[Source data — start]

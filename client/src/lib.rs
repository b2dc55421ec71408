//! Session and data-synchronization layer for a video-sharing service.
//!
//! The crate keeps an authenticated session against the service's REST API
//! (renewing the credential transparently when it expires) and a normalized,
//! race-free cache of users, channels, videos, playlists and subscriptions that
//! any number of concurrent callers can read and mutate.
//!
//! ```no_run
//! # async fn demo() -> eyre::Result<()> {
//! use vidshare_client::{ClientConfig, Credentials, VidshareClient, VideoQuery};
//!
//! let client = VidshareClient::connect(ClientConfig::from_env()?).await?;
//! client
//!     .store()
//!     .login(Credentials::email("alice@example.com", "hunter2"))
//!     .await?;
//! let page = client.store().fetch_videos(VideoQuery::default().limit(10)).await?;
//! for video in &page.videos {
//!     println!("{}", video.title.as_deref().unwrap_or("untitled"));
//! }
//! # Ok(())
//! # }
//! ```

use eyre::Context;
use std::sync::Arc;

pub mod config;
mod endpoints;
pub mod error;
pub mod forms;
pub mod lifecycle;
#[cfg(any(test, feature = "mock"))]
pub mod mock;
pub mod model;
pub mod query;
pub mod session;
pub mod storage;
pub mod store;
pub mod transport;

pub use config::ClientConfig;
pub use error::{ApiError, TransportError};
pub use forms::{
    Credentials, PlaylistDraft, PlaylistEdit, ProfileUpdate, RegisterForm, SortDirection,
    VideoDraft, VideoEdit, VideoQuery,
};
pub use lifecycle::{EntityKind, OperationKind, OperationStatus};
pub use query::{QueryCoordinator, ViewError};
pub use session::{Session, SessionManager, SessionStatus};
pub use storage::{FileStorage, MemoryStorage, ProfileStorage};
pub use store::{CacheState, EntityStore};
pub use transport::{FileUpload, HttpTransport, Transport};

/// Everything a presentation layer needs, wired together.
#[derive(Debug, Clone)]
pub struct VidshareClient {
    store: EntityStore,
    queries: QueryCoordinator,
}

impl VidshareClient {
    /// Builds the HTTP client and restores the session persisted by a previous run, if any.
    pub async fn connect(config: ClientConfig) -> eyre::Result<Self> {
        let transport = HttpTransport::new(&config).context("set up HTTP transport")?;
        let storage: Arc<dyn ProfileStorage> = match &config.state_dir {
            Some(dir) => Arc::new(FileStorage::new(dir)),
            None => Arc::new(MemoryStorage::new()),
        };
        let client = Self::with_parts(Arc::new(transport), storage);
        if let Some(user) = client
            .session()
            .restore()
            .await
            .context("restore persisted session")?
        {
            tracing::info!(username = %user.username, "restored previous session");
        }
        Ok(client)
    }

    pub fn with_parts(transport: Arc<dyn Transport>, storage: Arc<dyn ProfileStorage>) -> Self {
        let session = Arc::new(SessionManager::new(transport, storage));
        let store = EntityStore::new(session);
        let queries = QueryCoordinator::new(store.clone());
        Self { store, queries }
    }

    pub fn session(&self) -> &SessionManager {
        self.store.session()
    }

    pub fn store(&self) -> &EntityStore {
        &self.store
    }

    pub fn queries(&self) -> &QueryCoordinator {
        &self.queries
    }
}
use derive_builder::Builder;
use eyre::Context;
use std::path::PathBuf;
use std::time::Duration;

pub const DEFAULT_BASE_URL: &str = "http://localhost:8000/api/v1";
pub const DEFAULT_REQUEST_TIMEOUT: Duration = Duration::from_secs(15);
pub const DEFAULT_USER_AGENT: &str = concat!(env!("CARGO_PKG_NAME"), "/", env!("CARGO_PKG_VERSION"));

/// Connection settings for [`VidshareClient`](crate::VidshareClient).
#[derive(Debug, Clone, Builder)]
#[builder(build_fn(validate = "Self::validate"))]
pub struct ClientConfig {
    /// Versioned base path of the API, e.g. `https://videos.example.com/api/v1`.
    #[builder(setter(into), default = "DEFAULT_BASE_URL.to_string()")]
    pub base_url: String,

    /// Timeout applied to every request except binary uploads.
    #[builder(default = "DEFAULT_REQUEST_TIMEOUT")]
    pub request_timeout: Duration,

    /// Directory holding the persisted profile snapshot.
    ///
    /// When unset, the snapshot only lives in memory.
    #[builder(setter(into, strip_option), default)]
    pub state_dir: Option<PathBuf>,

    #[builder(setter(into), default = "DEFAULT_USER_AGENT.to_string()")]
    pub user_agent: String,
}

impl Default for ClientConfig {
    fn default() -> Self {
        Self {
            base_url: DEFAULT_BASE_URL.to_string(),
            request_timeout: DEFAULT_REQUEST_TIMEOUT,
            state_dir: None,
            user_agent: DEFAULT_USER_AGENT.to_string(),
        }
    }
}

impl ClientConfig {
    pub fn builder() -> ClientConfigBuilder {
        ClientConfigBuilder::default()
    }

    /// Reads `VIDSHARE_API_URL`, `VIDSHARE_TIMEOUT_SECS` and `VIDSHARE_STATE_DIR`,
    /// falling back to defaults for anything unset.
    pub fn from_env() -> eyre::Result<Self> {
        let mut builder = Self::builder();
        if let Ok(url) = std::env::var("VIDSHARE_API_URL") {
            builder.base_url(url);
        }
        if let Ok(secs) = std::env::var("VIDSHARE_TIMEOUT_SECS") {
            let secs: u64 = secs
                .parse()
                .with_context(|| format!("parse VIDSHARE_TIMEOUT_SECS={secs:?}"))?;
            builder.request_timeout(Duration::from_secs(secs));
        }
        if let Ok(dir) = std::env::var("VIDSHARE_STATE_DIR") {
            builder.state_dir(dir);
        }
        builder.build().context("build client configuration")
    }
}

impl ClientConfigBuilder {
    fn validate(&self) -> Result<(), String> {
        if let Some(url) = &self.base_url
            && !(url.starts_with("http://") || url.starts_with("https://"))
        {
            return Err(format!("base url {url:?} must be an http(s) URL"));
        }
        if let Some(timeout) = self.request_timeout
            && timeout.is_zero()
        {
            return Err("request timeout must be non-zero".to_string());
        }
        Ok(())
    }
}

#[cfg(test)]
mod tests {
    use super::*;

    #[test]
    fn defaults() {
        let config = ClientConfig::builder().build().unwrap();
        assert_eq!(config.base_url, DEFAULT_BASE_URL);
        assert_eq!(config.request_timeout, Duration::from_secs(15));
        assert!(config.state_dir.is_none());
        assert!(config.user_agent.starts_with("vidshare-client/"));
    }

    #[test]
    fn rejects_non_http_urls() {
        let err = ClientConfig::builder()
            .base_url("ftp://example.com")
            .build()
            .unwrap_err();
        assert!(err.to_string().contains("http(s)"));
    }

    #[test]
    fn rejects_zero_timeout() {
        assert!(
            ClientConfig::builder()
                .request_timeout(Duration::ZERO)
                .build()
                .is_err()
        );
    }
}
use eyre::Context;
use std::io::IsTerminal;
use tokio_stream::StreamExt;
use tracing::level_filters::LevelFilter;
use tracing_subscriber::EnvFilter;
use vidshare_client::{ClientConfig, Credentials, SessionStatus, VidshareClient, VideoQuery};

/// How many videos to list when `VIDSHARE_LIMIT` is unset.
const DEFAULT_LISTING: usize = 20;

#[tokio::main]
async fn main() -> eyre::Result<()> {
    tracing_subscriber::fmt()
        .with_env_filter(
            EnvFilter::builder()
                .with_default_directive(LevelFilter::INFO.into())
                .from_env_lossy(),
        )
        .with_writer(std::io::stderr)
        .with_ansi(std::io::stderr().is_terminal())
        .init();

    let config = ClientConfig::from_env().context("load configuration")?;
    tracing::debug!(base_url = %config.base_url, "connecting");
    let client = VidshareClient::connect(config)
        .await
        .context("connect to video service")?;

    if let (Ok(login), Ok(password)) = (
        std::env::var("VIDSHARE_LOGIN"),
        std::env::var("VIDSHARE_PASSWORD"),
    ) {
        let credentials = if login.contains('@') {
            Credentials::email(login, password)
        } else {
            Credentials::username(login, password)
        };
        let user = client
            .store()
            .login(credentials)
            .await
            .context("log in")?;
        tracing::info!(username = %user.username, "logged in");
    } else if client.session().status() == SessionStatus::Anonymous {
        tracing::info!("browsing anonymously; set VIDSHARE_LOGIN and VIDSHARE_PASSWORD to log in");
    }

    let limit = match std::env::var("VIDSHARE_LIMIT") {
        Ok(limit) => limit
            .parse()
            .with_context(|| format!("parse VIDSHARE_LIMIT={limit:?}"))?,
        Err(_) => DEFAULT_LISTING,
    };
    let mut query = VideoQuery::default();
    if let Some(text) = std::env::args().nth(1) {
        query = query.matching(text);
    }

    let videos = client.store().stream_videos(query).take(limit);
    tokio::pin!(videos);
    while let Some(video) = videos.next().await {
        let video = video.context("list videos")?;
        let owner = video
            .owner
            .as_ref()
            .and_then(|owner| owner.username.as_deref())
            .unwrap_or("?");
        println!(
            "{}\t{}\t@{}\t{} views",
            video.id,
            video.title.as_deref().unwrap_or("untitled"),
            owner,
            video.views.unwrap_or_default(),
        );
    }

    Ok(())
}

[Source data — finish]

▶ Problem: Copy every line of the listing containing the string "must".

▶ Solution for this task:
            return Err(format!("base url {url:?} must be an http(s) URL"));
            return Err("request timeout must be non-zero".to_string());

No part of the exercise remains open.